Could President Wesley Clark Have Liberated Iraq?

Sullivan has his reservations based on an essay by the ex-general. If Clark was president, Iraq probably would not have happened and Afghanistan probably not as well. Sullivan's take is that Clark sees everything though "the prism of NATO's Kosovo campaign".

Clark opines:

We've got a problem here: Because the Bush administration has thus far refused to engage our allies through NATO, we are fighting the war on terrorism with one hand tied behind our back.

I disagree. We engaged our allies to build consensus on Iraq but the Europeans dragged their feet, interfered with our efforts and provided aid and comfort to the enemy. Clark attempts to compare Iraq with Kosovo, but neglects to realize that although the atrocities that caused NATO to act in Kosovo also existed in Iraq, such parallels resulted in little desire by world bodies to move against Saddam.

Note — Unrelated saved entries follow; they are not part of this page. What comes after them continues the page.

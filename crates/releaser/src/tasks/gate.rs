//! Idempotency gate over the desired state of a release request
//!
//! The gate hashes the parts of `.spec` that describe *what* to release and
//! compares the digest with the one stored in the hash annotation. Phase,
//! status and metadata are not part of the digest, so lifecycle updates do
//! not look like new work.

use crate::crds::{GitOps, Releaser, ReleaserSpec, Repository, SecretRef, HASH_ANNOTATION};
use kube::api::{Patch, PatchParams};
use kube::{Api, ResourceExt};
use serde::Serialize;
use serde_json::{json, Value};
use sha2::{Digest, Sha256};
use tracing::debug;

#[derive(Debug, Clone, PartialEq, Eq)]
pub enum GateDecision {
    /// No hash stored yet; carries the freshly computed digest
    Bootstrap(String),
    /// Desired state differs from the last processed one
    Changed,
    Unchanged,
}

impl GateDecision {
    pub fn needs_processing(&self) -> bool {
        !matches!(self, GateDecision::Unchanged)
    }
}

#[derive(Serialize)]
#[serde(rename_all = "camelCase")]
struct DesiredState<'a> {
    version: &'a str,
    repositories: &'a [Repository],
    git_ops: Option<&'a GitOps>,
    secret: Option<&'a SecretRef>,
}

/// SHA-256 hex digest of the canonical JSON of the desired state.
pub fn compute_hash(spec: &ReleaserSpec) -> Result<String, serde_json::Error> {
    let value = serde_json::to_value(DesiredState {
        version: &spec.version,
        repositories: &spec.repositories,
        git_ops: spec.git_ops.as_ref(),
        secret: spec.secret.as_ref(),
    })?;

    let mut canonical = String::new();
    write_canonical(&value, &mut canonical);
    Ok(hex::encode(Sha256::digest(canonical.as_bytes())))
}

/// JSON with object keys sorted at every level.
fn write_canonical(value: &Value, out: &mut String) {
    match value {
        Value::Object(map) => {
            let mut keys: Vec<&String> = map.keys().collect();
            keys.sort();
            out.push('{');
            for (i, key) in keys.into_iter().enumerate() {
                if i > 0 {
                    out.push(',');
                }
                out.push_str(&Value::String(key.clone()).to_string());
                out.push(':');
                write_canonical(&map[key.as_str()], out);
            }
            out.push('}');
        }
        Value::Array(items) => {
            out.push('[');
            for (i, item) in items.iter().enumerate() {
                if i > 0 {
                    out.push(',');
                }
                write_canonical(item, out);
            }
            out.push(']');
        }
        scalar => out.push_str(&scalar.to_string()),
    }
}

pub fn needs_processing(releaser: &Releaser) -> Result<GateDecision, serde_json::Error> {
    let hash = compute_hash(&releaser.spec)?;
    let decision = match releaser.annotations().get(HASH_ANNOTATION) {
        None => GateDecision::Bootstrap(hash),
        Some(stored) if stored.is_empty() => GateDecision::Bootstrap(hash),
        Some(stored) if *stored == hash => GateDecision::Unchanged,
        Some(_) => GateDecision::Changed,
    };
    debug!(releaser = %releaser.name_any(), ?decision, "Change gate evaluated");
    Ok(decision)
}

/// Persists gate state in the hash annotation.
pub struct ChangeGate {
    api: Api<Releaser>,
}

impl ChangeGate {
    pub fn new(api: Api<Releaser>) -> Self {
        Self { api }
    }

    /// Store the digest of the current desired state.
    pub async fn record_hash(&self, releaser: &Releaser) -> crate::tasks::types::Result<String> {
        let hash = compute_hash(&releaser.spec)?;
        self.patch_annotation(releaser, Value::String(hash.clone()))
            .await?;
        Ok(hash)
    }

    /// Remove the stored digest so the next pass is admitted.
    pub async fn invalidate(&self, releaser: &Releaser) -> crate::tasks::types::Result<()> {
        self.patch_annotation(releaser, Value::Null).await
    }

    async fn patch_annotation(
        &self,
        releaser: &Releaser,
        value: Value,
    ) -> crate::tasks::types::Result<()> {
        let mut annotations = serde_json::Map::new();
        annotations.insert(HASH_ANNOTATION.to_string(), value);
        let patch = json!({ "metadata": { "annotations": annotations } });
        self.api
            .patch(
                &releaser.name_any(),
                &PatchParams::default(),
                &Patch::Merge(&patch),
            )
            .await?;
        Ok(())
    }
}

#[cfg(test)]
mod tests {
    use super::*;
    use crate::crds::Phase;

    fn spec() -> ReleaserSpec {
        ReleaserSpec {
            phase: Phase::Ready,
            version: "v1.0.0".to_string(),
            repositories: vec![Repository {
                name: "core".to_string(),
                address: "https://github.com/org/core".to_string(),
                ..Repository::default()
            }],
            ..ReleaserSpec::default()
        }
    }

    #[test]
    fn test_hash_ignores_phase() {
        let ready = spec();
        let mut done = spec();
        done.phase = Phase::Done;
        assert_eq!(compute_hash(&ready).unwrap(), compute_hash(&done).unwrap());
    }

    #[test]
    fn test_hash_tracks_desired_state() {
        let base = compute_hash(&spec()).unwrap();
        assert_eq!(base.len(), 64);

        let mut bumped = spec();
        bumped.version = "v1.0.1".to_string();
        assert_ne!(base, compute_hash(&bumped).unwrap());

        let mut rebranched = spec();
        rebranched.repositories[0].branch = Some("main".to_string());
        assert_ne!(base, compute_hash(&rebranched).unwrap());
    }

    #[test]
    fn test_canonical_json_sorts_keys() {
        let a: Value = serde_json::from_str(r#"{"b":1,"a":{"d":[2,{"z":1,"y":0}],"c":null}}"#)
            .unwrap();
        let mut out = String::new();
        write_canonical(&a, &mut out);
        assert_eq!(out, r#"{"a":{"c":null,"d":[2,{"y":0,"z":1}]},"b":1}"#);
    }

    #[test]
    fn test_decisions() {
        let mut releaser = Releaser::new("r", spec());
        let hash = compute_hash(&releaser.spec).unwrap();

        assert_eq!(
            needs_processing(&releaser).unwrap(),
            GateDecision::Bootstrap(hash.clone())
        );

        releaser
            .annotations_mut()
            .insert(HASH_ANNOTATION.to_string(), hash);
        let decision = needs_processing(&releaser).unwrap();
        assert_eq!(decision, GateDecision::Unchanged);
        assert!(!decision.needs_processing());

        releaser.spec.version = "v2.0.0".to_string();
        assert_eq!(needs_processing(&releaser).unwrap(), GateDecision::Changed);
    }
}
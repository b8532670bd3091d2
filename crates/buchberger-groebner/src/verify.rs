//! Gröbner basis verification via Buchberger's criterion.
//!
//! A set `G` is a Gröbner basis iff the S-polynomial of every pair of its
//! elements reduces to zero against `G`. Pairs are independent and only read
//! the candidate, so they are checked in parallel.

use buchberger_poly::{MonomialOrdering, Polynomial};
use rayon::prelude::*;

use crate::operations::{reduce, s_polynomial};

/// Returns true if `basis` is a Gröbner basis under `order`.
///
/// Zero polynomials are ignored. Fewer than two non-zero elements always
/// form a Gröbner basis.
pub fn is_groebner_basis<O>(basis: &[Polynomial], order: &O) -> bool
where
    O: MonomialOrdering + Sync + ?Sized,
{
    first_failing_pair(basis, order).is_none()
}

/// Returns the first pair whose S-polynomial does not reduce to zero.
///
/// Indices refer to `basis` after zero polynomials have been removed, and
/// pairs are ranked in row-major order.
pub fn first_failing_pair<O>(basis: &[Polynomial], order: &O) -> Option<(usize, usize)>
where
    O: MonomialOrdering + Sync + ?Sized,
{
    let candidate: Vec<&Polynomial> = basis.iter().filter(|p| !p.is_zero()).collect();
    if candidate.len() < 2 {
        return None;
    }

    let pairs: Vec<(usize, usize)> = (0..candidate.len())
        .flat_map(|i| ((i + 1)..candidate.len()).map(move |j| (i, j)))
        .collect();

    pairs.into_par_iter().find_first(|&(i, j)| {
        let s = s_polynomial(candidate[i], candidate[j], order);
        !reduce(&s, candidate.iter().copied(), order).is_zero()
    })
}
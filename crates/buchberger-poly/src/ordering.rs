//! Monomial orderings for polynomial operations.
//!
//! The choice of monomial ordering determines leading terms and therefore
//! the result of division and Gröbner basis computation.

use std::cmp::Ordering;
use std::fmt;

use crate::monomial::Monomial;
use crate::variable::Variable;

/// A total order on monomials, parameterized by a variable priority list.
///
/// Implementations compare only the variables they were built from.
/// Variables outside [`variables`](Self::variables) are ignored, so two
/// monomials differing only in such variables compare equal. Callers must
/// supply a priority list covering every variable in play; otherwise the
/// order silently degenerates.
pub trait MonomialOrdering {
    /// Compares two monomials.
    fn compare(&self, a: &Monomial, b: &Monomial) -> Ordering;

    /// Returns the variable priority list, highest priority first.
    fn variables(&self) -> &[Variable];

    /// Returns a short name for the ordering.
    fn name(&self) -> &'static str;

    /// Returns true if every variable of `m` appears in the priority list.
    fn is_covering(&self, m: &Monomial) -> bool {
        m.variables().all(|v| self.variables().contains(v))
    }
}

impl<O: MonomialOrdering + ?Sized> MonomialOrdering for &O {
    fn compare(&self, a: &Monomial, b: &Monomial) -> Ordering {
        (**self).compare(a, b)
    }

    fn variables(&self) -> &[Variable] {
        (**self).variables()
    }

    fn name(&self) -> &'static str {
        (**self).name()
    }
}

/// Lexicographic order.
///
/// With priority `x > y > z`, `x^a y^b z^c > x^d y^e z^f` iff the first
/// nonzero difference `(a-d, b-e, c-f)` is positive.
#[derive(Clone, PartialEq, Eq, Hash, Debug)]
pub struct Lex {
    variables: Vec<Variable>,
}

impl Lex {
    /// Creates a lexicographic order from variables listed highest first.
    #[must_use]
    pub fn new<V, I>(variables: I) -> Self
    where
        V: Into<Variable>,
        I: IntoIterator<Item = V>,
    {
        Self {
            variables: variables.into_iter().map(Into::into).collect(),
        }
    }
}

impl MonomialOrdering for Lex {
    fn compare(&self, a: &Monomial, b: &Monomial) -> Ordering {
        for var in &self.variables {
            match a.exponent(var).cmp(&b.exponent(var)) {
                Ordering::Equal => continue,
                ord => return ord,
            }
        }
        Ordering::Equal
    }

    fn variables(&self) -> &[Variable] {
        &self.variables
    }

    fn name(&self) -> &'static str {
        "lex"
    }
}

impl fmt::Display for Lex {
    fn fmt(&self, f: &mut fmt::Formatter<'_>) -> fmt::Result {
        write!(f, "{}(", self.name())?;
        for (i, var) in self.variables.iter().enumerate() {
            if i > 0 {
                write!(f, " > ")?;
            }
            write!(f, "{var}")?;
        }
        write!(f, ")")
    }
}
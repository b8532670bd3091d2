//! Buchberger's algorithm for reduced Gröbner bases.
//!
//! The computation runs in three phases:
//! 1. Drop zero generators and enqueue every pair of the rest.
//! 2. Saturate: reduce the S-polynomial of each pair against the growing
//!    basis, appending every non-zero remainder together with its new pairs.
//! 3. Inter-reduce the saturated basis to a fixed point, which removes
//!    redundant elements, tail-reduces the rest and makes them monic.

use std::cmp::Ordering;

use buchberger_poly::{MonomialOrdering, Polynomial};
use tracing::{debug, trace, warn};

use crate::config::BuchbergerConfig;
use crate::error::{GroebnerError, Result};
use crate::operations::{make_monic, normal_form, reduce, reduce_with_steps, s_polynomial};
use crate::pairs::{CriticalPair, PairQueue};

/// State of a single Buchberger run.
///
/// The working basis is owned exclusively by the run. It only grows during
/// saturation and is replaced by its inter-reduced form in
/// [`compute`](Self::compute).
pub struct Buchberger<'o, O: MonomialOrdering + ?Sized> {
    /// Monomial ordering used for every leading term.
    order: &'o O,
    /// Caps and optional checks.
    config: BuchbergerConfig,
    /// Current basis (never contains the zero polynomial).
    basis: Vec<Polynomial>,
    /// Pending critical pairs.
    pairs: PairQueue,
}

impl<'o, O: MonomialOrdering + ?Sized> Buchberger<'o, O> {
    /// Creates a run from generators, dropping zero polynomials.
    ///
    /// # Errors
    ///
    /// Returns [`GroebnerError::VariableNotOrdered`] if the coverage check is
    /// enabled and a generator uses a variable the ordering does not rank.
    pub fn new<I>(generators: I, order: &'o O, config: BuchbergerConfig) -> Result<Self>
    where
        I: IntoIterator<Item = Polynomial>,
    {
        let basis: Vec<Polynomial> = generators.into_iter().filter(|p| !p.is_zero()).collect();

        if config.check_variable_coverage {
            check_coverage(&basis, order)?;
        }

        let pairs = PairQueue::all_pairs(basis.len());
        debug!(
            ordering = order.name(),
            generators = basis.len(),
            pairs = pairs.len(),
            "starting Buchberger run"
        );

        Ok(Self {
            order,
            config,
            basis,
            pairs,
        })
    }

    /// Returns the current working basis.
    #[must_use]
    pub fn basis(&self) -> &[Polynomial] {
        &self.basis
    }

    /// Returns the number of polynomials in the working basis.
    #[must_use]
    pub fn basis_size(&self) -> usize {
        self.basis.len()
    }

    /// Returns the number of critical pairs still pending.
    #[must_use]
    pub fn pairs_remaining(&self) -> usize {
        self.pairs.len()
    }

    /// Processes critical pairs until the queue is empty.
    ///
    /// # Errors
    ///
    /// Returns [`GroebnerError::PairLimitExceeded`] if the configured pair
    /// cap is reached while pairs are still pending.
    pub fn saturate(&mut self) -> Result<()> {
        while let Some(pair) = self.next_pair()? {
            self.process_pair(pair);
        }

        debug!(
            basis = self.basis.len(),
            processed = self.pairs.processed(),
            "saturation finished"
        );
        Ok(())
    }

    /// Runs saturation and inter-reduction, returning the reduced basis.
    ///
    /// # Errors
    ///
    /// Propagates any cap configured in [`BuchbergerConfig`].
    pub fn compute(mut self) -> Result<Vec<Polynomial>> {
        self.saturate()?;
        reduce_basis(self.basis, self.order, &self.config)
    }

    fn next_pair(&mut self) -> Result<Option<CriticalPair>> {
        if let Some(limit) = self.config.max_pairs {
            let processed = self.pairs.processed();
            if processed >= limit && !self.pairs.is_empty() {
                warn!(
                    limit,
                    pending = self.pairs.len(),
                    "critical pair limit reached"
                );
                return Err(GroebnerError::PairLimitExceeded { limit, processed });
            }
        }
        Ok(self.pairs.pop())
    }

    /// Reduces the S-polynomial of `pair`, appending a non-zero remainder.
    fn process_pair(&mut self, pair: CriticalPair) {
        let s = s_polynomial(&self.basis[pair.i], &self.basis[pair.j], self.order);
        let (h, steps) = reduce_with_steps(&s, &self.basis, self.order);

        if h.is_zero() {
            trace!(i = pair.i, j = pair.j, steps, "pair reduced to zero");
            return;
        }

        let index = self.basis.len();
        trace!(
            i = pair.i,
            j = pair.j,
            steps,
            terms = h.len(),
            index,
            "new basis element"
        );
        self.basis.push(h);
        self.pairs.extend_with(index);
    }
}

/// Inter-reduces a basis to a fixed point.
///
/// Every element is made monic and zeros are dropped. Then, each round,
/// elements are visited in sorted order and reduced against the results
/// already kept this round together with the elements still to be visited,
/// using [`normal_form`] or, with `full_reduction` off, leading-term
/// [`reduce`]. Non-zero results are made monic and kept unless already
/// present. The loop stops when a round leaves the sorted basis unchanged.
///
/// Reducing against kept results rather than the previous round's basis
/// means two mutually redundant elements never eliminate each other.
///
/// # Errors
///
/// Returns [`GroebnerError::ReductionRoundLimitExceeded`] if the configured
/// round cap is reached before the fixed point.
pub fn reduce_basis<O>(
    basis: Vec<Polynomial>,
    order: &O,
    config: &BuchbergerConfig,
) -> Result<Vec<Polynomial>>
where
    O: MonomialOrdering + ?Sized,
{
    let mut current: Vec<Polynomial> = basis
        .iter()
        .map(|p| make_monic(p, order))
        .filter(|p| !p.is_zero())
        .collect();
    sort_basis(&mut current, order);

    let mut round = 0;
    loop {
        round += 1;

        let mut next: Vec<Polynomial> = Vec::with_capacity(current.len());
        for (k, p) in current.iter().enumerate() {
            let others = next.iter().chain(&current[k + 1..]);
            let reduced = if config.full_reduction {
                normal_form(p, others, order)
            } else {
                reduce(p, others, order)
            };

            let reduced = make_monic(&reduced, order);
            if !reduced.is_zero() && !next.contains(&reduced) {
                next.push(reduced);
            }
        }
        sort_basis(&mut next, order);
        trace!(round, size = next.len(), "inter-reduction round");

        if next == current {
            debug!(rounds = round, size = next.len(), "basis reduced");
            return Ok(next);
        }

        if let Some(limit) = config.max_reduction_rounds {
            if round >= limit {
                warn!(limit, size = next.len(), "inter-reduction round limit reached");
                return Err(GroebnerError::ReductionRoundLimitExceeded { limit });
            }
        }
        current = next;
    }
}

/// Computes the reduced Gröbner basis of `input` under `order`.
///
/// Zero polynomials in the input are ignored; an input with no non-zero
/// polynomial yields the empty basis.
pub fn groebner_basis<I, O>(input: I, order: &O) -> Vec<Polynomial>
where
    I: IntoIterator<Item = Polynomial>,
    O: MonomialOrdering + ?Sized,
{
    groebner_basis_with_config(input, order, &BuchbergerConfig::default())
        .unwrap_or_else(|err| unreachable!("default configuration cannot fail: {err}"))
}

/// Computes the reduced Gröbner basis with explicit caps and checks.
///
/// # Errors
///
/// Returns an error only for limits and checks enabled in `config`.
pub fn groebner_basis_with_config<I, O>(
    input: I,
    order: &O,
    config: &BuchbergerConfig,
) -> Result<Vec<Polynomial>>
where
    I: IntoIterator<Item = Polynomial>,
    O: MonomialOrdering + ?Sized,
{
    Buchberger::new(input, order, config.clone())?.compute()
}

fn check_coverage<O>(polys: &[Polynomial], order: &O) -> Result<()>
where
    O: MonomialOrdering + ?Sized,
{
    let ranked = order.variables();
    for p in polys {
        if let Some(variable) = p.variables().into_iter().find(|v| !ranked.contains(v)) {
            warn!(%variable, "variable missing from monomial ordering");
            return Err(GroebnerError::VariableNotOrdered { variable });
        }
    }
    Ok(())
}

/// Sorts by leading monomial under `order`, breaking ties canonically.
fn sort_basis<O>(basis: &mut [Polynomial], order: &O)
where
    O: MonomialOrdering + ?Sized,
{
    basis.sort_by(|a, b| {
        order
            .compare(&a.leading_monomial(order), &b.leading_monomial(order))
            .then_with(|| canonical_cmp(a, b))
    });
}

/// Total order on polynomials by their stored terms.
fn canonical_cmp(a: &Polynomial, b: &Polynomial) -> Ordering {
    for (s, t) in a.terms().iter().zip(b.terms()) {
        let ord = s
            .monomial()
            .cmp(t.monomial())
            .then_with(|| s.coefficient().total_cmp(&t.coefficient()));
        if ord != Ordering::Equal {
            return ord;
        }
    }
    a.len().cmp(&b.len())
}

What was the difference? Was it be that Saddam was further away, outside of the Continent? (isolationist card) Was it be that Saddam's military was bigger and capable of bloodying a liberating force? (sissy card) Was it be that the Iraqi's were not European? (race card)

I don't disagree with Clark that things would have been easier (and will be easier) if the French, et al, had our back, but they aren't there. We have to go it with the few allies we have because the consequences of inaction would result in a disaster down the road. The strategy is clear, we must keep the terror networks on the run because the best defense to the wipe out their offense. That we are freeing people from death makes the cause even more just.

Clark on the war on terrorism:
The Kosovo campaign suggests alternatives in waging and winning the struggle against terrorism: greater reliance on diplomacy and law and relatively less on the military alone.

It is agreed that the response needs to be multi-faceted, but the response cannot be held hostage to the whims of nations competing to regain former glory and politcal importance. We're talking lives here, not trade agreements.

I fear that with Clark as president, our foreign policy will be one of appeasement and as Sullivan describes, "abdication".